(Stored items)
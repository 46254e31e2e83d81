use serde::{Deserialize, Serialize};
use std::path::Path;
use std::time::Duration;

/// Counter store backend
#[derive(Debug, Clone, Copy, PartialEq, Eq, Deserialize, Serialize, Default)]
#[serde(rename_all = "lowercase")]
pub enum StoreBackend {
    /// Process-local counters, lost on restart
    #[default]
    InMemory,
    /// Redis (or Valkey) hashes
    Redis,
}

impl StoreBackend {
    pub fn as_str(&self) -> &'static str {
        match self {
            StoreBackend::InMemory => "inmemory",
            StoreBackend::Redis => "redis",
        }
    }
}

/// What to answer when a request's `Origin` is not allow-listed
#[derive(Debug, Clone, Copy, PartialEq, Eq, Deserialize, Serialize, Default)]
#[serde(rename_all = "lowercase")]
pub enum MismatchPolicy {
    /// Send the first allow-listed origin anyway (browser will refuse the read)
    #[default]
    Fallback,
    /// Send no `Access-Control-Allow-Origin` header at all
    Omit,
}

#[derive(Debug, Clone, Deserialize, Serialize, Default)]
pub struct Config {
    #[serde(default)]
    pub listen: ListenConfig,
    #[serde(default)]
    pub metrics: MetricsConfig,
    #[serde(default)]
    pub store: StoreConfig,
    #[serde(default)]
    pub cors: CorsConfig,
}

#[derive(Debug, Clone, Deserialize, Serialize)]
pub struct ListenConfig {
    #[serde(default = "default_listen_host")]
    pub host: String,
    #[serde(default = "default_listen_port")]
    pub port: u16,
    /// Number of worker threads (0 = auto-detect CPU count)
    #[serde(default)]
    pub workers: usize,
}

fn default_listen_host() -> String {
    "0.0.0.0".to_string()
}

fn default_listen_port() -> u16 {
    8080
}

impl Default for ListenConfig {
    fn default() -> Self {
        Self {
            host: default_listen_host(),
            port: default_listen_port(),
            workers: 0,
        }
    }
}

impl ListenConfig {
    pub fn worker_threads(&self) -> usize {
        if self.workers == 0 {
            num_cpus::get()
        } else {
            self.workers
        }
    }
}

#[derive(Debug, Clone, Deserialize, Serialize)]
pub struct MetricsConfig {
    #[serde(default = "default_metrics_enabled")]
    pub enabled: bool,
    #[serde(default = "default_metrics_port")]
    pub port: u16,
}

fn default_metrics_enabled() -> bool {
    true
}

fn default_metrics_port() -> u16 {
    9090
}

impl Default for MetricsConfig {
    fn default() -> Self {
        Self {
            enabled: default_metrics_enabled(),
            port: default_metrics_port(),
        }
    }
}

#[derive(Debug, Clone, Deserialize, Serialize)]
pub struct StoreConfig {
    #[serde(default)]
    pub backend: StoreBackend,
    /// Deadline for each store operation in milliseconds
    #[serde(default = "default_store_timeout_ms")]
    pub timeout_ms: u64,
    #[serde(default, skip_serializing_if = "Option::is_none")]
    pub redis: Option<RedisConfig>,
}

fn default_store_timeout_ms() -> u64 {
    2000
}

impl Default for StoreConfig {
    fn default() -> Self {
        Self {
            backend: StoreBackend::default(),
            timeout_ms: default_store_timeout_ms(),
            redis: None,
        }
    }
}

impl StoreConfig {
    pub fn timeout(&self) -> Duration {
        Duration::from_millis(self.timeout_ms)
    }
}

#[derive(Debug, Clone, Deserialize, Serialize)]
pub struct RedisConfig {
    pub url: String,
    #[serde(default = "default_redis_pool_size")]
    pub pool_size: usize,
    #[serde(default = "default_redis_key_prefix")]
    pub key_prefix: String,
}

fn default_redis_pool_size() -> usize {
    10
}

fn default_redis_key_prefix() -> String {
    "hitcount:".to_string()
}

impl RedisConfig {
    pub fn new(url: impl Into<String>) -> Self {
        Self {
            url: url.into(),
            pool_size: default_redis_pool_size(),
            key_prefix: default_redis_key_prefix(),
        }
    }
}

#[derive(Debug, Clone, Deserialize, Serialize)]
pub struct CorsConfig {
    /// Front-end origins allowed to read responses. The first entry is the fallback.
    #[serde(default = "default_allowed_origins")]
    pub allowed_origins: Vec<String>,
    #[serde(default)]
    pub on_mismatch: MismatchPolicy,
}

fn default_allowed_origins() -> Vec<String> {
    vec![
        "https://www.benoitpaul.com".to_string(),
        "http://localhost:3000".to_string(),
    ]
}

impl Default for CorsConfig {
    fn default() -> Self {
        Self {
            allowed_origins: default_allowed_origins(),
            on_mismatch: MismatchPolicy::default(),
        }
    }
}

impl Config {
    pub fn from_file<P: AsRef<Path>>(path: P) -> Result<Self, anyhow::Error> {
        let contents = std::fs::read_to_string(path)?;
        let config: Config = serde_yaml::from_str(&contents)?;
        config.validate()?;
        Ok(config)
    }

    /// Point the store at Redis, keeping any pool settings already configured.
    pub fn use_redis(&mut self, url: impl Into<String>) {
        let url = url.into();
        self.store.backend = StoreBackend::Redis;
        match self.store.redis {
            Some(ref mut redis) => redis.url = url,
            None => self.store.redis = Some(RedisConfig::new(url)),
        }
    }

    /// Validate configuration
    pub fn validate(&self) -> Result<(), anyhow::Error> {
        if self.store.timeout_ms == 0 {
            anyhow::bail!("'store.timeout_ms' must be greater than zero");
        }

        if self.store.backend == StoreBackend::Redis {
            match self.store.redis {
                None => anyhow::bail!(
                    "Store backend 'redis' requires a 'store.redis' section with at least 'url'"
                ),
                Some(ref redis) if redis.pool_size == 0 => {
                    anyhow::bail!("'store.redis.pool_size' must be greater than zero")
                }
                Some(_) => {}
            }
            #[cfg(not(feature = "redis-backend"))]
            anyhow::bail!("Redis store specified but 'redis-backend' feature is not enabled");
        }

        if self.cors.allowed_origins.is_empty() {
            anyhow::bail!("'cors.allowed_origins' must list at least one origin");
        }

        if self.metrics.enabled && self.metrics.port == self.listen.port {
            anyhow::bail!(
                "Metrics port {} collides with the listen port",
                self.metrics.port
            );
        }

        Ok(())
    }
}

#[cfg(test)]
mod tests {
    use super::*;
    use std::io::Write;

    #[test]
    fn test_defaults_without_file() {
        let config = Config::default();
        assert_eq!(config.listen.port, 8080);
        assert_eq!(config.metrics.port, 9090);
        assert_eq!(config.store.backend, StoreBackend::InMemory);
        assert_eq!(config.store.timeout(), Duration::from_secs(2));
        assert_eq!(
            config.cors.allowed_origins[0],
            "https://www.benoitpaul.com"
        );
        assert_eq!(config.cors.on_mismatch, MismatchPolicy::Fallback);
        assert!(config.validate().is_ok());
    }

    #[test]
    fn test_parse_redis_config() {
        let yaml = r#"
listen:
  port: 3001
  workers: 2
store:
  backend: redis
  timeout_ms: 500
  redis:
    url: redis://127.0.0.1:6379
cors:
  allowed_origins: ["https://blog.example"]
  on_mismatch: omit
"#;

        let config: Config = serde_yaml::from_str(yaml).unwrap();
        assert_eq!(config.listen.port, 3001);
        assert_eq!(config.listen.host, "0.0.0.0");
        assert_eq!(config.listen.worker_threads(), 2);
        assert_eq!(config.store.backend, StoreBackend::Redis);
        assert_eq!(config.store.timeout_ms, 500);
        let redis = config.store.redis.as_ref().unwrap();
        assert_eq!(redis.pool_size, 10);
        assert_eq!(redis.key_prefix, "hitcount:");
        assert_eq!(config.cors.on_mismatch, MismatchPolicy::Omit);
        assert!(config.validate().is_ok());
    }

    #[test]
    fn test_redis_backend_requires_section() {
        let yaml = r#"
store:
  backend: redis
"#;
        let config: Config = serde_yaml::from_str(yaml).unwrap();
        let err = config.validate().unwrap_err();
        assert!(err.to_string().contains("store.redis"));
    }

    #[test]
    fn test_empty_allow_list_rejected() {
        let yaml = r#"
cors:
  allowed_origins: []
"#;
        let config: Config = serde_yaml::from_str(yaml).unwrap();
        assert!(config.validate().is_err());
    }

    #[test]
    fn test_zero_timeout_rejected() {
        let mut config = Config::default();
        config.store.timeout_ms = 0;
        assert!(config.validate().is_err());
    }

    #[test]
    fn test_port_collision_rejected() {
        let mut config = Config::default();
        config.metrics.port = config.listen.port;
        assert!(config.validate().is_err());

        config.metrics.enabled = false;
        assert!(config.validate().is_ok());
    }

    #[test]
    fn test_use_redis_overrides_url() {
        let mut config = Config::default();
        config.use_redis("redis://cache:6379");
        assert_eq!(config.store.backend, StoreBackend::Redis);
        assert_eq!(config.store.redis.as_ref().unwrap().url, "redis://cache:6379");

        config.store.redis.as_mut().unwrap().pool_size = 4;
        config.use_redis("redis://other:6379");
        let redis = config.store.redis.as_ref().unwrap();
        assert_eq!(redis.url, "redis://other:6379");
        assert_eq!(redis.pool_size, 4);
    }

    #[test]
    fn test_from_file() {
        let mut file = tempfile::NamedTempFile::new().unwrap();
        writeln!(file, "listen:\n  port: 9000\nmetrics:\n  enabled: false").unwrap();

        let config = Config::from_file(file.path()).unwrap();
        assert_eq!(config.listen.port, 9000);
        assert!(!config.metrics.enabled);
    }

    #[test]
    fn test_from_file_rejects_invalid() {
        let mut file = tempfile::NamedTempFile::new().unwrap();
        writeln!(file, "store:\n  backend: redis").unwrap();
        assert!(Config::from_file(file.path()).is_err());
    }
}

* * *

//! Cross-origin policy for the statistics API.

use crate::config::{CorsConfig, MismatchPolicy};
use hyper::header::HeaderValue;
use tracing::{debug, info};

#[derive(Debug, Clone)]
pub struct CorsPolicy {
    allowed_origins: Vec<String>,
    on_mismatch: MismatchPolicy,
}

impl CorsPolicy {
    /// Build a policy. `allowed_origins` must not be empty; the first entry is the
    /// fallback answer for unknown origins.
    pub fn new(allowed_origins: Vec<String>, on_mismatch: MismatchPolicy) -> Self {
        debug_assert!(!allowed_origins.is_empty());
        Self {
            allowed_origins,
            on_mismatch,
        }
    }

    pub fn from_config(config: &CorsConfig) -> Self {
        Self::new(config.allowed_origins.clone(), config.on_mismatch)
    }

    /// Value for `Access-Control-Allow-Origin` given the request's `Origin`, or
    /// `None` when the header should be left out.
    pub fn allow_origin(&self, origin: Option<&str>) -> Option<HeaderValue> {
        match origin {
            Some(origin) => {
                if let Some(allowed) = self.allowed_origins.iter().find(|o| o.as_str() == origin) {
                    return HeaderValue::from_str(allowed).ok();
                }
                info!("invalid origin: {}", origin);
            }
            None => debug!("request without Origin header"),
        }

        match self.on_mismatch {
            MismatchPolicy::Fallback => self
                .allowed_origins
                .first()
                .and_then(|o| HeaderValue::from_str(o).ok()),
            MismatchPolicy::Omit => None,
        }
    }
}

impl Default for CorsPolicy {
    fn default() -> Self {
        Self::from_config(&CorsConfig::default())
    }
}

Exercise brief =>
There is a line with "pub struct MetricsConfig" and a line with "operation in milliseconds" above. Copy exactly those two lines and all lines between them, with nothing else.

Result for this task =>
pub struct MetricsConfig {
    #[serde(default = "default_metrics_enabled")]
    pub enabled: bool,
    #[serde(default = "default_metrics_port")]
    pub port: u16,
}

fn default_metrics_enabled() -> bool {
    true
}

fn default_metrics_port() -> u16 {
    9090
}

impl Default for MetricsConfig {
    fn default() -> Self {
        Self {
            enabled: default_metrics_enabled(),
            port: default_metrics_port(),
        }
    }
}

#[derive(Debug, Clone, Deserialize, Serialize)]
pub struct StoreConfig {
    #[serde(default)]
    pub backend: StoreBackend,
    /// Deadline for each store operation in milliseconds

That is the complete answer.